**Work to complete:** Somewhere below is a line with "metrics, when a cycle has run" and, later, a line with "summaries, keyed by session id"; repeat those two lines and all the lines between them, exactly as they are.

(Excerpts from a dataset)
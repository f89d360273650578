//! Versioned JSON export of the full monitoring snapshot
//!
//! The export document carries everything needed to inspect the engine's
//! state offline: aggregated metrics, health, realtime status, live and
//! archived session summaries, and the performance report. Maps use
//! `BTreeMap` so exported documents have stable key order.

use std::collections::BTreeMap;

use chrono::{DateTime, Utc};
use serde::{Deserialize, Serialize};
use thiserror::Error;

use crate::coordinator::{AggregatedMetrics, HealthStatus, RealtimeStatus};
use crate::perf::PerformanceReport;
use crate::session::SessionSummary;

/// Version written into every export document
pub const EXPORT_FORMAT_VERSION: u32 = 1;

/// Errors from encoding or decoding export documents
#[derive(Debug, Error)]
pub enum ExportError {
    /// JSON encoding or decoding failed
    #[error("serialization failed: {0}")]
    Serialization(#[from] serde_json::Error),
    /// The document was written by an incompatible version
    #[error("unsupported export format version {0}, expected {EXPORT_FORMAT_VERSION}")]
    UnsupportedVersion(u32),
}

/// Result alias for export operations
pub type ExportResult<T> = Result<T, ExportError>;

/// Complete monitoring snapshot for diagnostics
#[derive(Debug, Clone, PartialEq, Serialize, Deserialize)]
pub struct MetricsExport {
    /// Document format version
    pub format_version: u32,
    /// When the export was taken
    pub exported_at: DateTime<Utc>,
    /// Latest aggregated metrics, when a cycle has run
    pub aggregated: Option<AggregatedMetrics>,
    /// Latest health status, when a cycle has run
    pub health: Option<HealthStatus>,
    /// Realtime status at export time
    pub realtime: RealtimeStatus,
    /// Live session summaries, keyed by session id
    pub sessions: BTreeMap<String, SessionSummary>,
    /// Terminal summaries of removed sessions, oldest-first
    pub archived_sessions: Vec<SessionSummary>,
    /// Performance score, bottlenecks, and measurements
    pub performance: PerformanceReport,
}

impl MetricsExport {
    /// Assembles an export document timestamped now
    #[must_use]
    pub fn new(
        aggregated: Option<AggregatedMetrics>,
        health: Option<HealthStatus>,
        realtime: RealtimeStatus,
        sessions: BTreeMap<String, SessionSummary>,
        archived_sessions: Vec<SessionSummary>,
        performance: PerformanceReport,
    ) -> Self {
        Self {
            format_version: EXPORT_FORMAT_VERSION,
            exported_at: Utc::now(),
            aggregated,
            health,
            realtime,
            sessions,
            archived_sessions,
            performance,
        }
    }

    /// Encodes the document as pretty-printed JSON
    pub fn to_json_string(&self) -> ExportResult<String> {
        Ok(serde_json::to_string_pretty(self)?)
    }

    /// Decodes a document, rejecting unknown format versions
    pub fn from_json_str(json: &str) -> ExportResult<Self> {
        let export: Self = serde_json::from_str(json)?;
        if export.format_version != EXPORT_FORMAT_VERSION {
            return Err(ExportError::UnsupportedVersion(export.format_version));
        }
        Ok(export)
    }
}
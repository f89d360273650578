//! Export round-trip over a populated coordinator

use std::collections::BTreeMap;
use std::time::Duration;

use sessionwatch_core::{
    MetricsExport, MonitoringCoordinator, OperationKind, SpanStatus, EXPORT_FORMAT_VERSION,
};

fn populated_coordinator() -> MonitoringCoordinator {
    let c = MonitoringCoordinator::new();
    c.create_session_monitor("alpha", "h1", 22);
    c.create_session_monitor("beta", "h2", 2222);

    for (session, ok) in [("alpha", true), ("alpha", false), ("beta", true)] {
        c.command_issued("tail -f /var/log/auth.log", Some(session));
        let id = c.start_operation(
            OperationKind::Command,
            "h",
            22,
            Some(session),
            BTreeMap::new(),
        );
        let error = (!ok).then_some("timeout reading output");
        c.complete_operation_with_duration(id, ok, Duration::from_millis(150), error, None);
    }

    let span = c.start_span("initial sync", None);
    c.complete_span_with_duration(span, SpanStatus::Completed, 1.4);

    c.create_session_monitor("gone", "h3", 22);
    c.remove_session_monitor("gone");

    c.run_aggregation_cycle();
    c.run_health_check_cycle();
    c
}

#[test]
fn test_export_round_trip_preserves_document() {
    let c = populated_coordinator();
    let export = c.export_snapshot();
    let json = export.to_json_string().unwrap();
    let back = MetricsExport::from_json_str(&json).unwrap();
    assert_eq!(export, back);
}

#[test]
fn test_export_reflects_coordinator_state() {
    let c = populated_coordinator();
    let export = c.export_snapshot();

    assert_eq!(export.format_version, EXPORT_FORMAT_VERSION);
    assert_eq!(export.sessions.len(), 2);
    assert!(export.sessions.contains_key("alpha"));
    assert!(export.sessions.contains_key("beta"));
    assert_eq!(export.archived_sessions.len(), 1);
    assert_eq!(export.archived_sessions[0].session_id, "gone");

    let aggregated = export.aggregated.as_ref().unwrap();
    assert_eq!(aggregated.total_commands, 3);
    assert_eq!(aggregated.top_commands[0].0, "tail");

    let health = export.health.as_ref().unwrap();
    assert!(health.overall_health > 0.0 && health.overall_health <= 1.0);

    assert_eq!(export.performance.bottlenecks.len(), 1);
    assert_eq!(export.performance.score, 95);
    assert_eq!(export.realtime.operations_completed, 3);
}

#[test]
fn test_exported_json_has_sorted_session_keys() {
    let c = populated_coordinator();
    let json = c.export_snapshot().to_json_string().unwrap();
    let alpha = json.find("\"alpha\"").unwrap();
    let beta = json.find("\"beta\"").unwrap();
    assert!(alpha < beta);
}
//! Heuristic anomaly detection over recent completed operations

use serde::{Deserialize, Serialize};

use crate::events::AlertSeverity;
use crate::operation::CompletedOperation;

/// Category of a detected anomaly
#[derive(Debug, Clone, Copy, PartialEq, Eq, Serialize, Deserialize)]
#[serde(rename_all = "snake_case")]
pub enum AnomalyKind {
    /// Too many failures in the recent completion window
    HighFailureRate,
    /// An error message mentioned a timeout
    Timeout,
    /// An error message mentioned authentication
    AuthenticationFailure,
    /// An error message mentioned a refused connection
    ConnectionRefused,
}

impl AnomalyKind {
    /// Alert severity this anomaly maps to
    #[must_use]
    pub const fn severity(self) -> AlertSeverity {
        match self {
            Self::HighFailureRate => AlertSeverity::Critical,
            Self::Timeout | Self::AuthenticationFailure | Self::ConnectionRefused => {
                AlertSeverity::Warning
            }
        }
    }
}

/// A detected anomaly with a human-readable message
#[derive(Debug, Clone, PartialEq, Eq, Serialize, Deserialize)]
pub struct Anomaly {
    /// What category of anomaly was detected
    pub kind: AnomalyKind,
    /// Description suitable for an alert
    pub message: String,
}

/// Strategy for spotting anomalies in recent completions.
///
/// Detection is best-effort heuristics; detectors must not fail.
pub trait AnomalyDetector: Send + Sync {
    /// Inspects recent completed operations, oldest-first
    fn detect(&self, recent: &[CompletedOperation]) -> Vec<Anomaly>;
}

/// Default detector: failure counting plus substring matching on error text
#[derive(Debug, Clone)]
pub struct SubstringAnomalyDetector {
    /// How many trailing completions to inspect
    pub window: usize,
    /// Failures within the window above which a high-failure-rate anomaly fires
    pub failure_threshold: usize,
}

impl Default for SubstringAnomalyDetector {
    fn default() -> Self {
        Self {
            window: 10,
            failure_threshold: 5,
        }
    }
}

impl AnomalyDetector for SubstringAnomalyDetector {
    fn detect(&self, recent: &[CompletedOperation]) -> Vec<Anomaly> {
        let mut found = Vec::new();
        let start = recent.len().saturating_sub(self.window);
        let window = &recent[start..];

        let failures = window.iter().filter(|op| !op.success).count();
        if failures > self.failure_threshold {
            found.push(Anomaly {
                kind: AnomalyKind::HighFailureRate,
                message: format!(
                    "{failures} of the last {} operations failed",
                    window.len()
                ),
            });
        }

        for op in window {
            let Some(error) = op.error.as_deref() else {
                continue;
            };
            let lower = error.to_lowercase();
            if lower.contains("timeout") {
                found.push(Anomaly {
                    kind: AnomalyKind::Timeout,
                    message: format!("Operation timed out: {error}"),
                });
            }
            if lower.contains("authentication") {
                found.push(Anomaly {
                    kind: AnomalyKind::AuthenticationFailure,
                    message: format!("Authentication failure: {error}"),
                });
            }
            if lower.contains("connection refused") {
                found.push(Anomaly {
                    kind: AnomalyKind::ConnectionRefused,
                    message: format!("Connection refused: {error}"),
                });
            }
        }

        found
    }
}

* * *

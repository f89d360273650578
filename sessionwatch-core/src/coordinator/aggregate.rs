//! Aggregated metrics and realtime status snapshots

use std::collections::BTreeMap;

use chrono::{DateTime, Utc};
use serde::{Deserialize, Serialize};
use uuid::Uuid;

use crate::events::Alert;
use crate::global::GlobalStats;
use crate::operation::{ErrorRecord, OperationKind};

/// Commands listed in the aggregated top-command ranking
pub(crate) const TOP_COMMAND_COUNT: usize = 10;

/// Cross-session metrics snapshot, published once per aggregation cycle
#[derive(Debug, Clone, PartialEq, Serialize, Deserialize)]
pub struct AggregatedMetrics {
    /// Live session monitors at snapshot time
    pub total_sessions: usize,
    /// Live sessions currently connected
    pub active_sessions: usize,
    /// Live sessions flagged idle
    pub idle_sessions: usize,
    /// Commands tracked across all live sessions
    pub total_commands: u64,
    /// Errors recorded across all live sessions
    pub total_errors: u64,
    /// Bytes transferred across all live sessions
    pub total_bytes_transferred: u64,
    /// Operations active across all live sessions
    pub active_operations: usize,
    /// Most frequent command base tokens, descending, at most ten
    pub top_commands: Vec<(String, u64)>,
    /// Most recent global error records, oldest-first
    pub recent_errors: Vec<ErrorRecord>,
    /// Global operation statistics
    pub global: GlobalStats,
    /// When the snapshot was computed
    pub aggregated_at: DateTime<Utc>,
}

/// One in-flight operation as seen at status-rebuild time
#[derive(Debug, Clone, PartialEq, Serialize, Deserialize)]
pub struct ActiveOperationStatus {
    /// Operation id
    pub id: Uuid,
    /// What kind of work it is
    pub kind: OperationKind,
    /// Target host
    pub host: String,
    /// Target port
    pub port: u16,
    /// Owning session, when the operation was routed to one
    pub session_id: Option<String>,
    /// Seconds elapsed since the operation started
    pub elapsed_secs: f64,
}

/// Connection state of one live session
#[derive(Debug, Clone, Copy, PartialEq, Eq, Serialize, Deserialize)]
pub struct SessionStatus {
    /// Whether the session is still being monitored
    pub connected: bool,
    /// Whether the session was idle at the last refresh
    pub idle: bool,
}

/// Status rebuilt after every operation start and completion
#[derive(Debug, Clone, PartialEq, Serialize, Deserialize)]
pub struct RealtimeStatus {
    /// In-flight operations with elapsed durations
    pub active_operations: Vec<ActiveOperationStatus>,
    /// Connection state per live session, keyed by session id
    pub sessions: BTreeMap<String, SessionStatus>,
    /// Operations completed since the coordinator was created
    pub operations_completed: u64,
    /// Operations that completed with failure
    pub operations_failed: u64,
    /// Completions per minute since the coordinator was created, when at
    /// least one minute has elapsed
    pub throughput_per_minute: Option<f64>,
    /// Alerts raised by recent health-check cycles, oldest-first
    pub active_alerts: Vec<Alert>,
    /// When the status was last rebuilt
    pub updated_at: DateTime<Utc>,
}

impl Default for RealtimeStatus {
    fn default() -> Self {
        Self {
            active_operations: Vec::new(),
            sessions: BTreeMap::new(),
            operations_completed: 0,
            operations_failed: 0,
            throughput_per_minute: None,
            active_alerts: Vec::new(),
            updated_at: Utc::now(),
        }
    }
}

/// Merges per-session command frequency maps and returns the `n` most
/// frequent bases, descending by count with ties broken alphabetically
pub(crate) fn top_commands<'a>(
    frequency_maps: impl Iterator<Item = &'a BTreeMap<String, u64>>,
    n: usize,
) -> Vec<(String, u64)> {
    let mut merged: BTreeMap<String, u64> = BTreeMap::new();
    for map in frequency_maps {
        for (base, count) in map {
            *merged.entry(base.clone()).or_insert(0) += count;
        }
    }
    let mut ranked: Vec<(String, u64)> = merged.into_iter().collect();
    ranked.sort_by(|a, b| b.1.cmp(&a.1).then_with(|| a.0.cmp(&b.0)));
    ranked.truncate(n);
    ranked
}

==

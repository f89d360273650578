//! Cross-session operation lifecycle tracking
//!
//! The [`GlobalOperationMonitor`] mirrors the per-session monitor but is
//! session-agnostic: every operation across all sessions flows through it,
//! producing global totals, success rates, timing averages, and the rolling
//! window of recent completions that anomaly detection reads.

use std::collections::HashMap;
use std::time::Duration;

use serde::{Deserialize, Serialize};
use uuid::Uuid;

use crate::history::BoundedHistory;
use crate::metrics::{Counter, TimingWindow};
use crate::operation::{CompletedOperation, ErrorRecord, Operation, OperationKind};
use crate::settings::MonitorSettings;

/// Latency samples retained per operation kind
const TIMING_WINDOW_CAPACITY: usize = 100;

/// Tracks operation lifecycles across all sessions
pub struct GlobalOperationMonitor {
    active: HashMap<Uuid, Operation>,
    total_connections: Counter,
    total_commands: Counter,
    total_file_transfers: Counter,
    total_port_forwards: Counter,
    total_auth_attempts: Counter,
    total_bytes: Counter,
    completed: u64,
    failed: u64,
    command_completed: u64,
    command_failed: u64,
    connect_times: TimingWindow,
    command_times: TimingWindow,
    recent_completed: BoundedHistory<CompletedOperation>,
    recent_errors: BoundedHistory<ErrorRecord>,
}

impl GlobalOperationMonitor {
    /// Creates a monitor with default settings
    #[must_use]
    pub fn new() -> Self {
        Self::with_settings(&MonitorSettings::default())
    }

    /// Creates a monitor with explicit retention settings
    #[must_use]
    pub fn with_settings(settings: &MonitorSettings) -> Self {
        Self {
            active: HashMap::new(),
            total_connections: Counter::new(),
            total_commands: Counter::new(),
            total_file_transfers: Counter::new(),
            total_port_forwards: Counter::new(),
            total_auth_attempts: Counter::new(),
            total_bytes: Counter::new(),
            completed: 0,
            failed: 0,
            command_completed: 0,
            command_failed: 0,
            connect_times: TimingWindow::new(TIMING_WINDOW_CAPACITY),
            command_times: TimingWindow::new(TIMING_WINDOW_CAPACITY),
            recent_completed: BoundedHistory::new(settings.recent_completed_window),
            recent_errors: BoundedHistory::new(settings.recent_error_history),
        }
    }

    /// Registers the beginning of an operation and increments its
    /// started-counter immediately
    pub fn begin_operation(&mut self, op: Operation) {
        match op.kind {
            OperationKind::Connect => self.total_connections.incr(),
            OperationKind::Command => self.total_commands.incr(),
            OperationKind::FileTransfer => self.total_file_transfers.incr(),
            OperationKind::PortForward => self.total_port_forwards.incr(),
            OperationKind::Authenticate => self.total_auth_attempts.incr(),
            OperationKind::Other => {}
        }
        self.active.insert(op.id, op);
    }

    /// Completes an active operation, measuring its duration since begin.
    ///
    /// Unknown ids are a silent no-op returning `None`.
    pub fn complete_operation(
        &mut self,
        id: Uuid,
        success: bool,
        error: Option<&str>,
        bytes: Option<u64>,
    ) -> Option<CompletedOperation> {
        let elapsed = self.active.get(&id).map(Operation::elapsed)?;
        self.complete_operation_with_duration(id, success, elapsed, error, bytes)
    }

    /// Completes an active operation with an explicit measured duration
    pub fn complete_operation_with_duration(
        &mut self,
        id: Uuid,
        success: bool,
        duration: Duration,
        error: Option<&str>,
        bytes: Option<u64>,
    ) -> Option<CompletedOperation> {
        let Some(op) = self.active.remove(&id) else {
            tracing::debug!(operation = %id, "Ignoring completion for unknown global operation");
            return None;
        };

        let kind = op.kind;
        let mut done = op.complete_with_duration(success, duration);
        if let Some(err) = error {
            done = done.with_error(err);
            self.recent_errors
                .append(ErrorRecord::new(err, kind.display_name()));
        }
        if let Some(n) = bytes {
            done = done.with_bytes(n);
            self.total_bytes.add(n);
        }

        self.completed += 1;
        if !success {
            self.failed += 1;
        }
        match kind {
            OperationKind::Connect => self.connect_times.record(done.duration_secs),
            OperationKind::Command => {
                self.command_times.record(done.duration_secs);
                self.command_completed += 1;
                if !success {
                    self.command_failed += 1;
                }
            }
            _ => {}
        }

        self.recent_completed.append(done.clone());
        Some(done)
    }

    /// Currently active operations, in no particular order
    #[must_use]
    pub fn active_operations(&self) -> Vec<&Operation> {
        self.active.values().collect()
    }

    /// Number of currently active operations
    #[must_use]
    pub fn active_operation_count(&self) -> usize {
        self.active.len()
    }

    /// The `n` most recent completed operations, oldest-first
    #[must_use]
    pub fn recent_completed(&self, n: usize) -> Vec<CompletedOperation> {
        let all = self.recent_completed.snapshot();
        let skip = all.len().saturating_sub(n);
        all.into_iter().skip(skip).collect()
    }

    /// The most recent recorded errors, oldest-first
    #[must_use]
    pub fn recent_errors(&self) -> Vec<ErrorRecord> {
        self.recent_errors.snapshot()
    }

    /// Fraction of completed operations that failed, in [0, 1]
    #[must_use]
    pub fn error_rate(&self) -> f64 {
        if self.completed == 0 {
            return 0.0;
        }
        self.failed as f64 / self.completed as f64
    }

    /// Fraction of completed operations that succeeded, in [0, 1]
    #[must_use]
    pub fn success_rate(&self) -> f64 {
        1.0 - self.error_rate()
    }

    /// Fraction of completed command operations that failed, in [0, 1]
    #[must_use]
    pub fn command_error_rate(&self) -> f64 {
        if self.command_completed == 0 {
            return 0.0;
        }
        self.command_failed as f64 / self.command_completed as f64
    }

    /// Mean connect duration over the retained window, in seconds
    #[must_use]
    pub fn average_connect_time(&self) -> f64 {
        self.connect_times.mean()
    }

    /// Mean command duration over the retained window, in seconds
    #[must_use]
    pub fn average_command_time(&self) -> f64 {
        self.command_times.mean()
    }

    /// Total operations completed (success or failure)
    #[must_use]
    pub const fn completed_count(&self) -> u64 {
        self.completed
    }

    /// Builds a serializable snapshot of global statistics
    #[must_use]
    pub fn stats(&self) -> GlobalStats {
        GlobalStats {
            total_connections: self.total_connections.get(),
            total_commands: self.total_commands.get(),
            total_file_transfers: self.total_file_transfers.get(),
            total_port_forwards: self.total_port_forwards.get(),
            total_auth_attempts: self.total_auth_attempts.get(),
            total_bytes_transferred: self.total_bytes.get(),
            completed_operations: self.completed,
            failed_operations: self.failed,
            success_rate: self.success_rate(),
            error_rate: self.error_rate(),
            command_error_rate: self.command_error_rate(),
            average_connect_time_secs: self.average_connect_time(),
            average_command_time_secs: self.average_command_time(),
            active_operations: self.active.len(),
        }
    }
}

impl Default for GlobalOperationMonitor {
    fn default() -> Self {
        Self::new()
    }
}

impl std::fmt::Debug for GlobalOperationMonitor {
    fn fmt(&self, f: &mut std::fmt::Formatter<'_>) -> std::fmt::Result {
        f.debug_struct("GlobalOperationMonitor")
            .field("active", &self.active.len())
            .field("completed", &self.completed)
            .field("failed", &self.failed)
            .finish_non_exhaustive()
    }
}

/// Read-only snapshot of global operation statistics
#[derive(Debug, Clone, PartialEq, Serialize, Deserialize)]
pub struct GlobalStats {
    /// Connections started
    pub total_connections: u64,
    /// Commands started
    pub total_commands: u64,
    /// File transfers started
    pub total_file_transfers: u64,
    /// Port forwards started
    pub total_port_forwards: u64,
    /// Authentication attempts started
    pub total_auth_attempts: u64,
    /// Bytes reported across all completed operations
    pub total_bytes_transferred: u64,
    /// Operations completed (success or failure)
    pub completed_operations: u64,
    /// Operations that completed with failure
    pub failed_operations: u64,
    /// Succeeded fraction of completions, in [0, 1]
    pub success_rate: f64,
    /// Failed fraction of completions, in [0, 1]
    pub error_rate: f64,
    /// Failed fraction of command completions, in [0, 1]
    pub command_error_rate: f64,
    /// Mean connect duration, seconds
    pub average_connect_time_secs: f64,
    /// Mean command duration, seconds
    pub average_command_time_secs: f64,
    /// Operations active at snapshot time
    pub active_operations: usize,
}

**Exercise solution:**
    /// Latest aggregated metrics, when a cycle has run
    pub aggregated: Option<AggregatedMetrics>,
    /// Latest health status, when a cycle has run
    pub health: Option<HealthStatus>,
    /// Realtime status at export time
    pub realtime: RealtimeStatus,
    /// Live session summaries, keyed by session id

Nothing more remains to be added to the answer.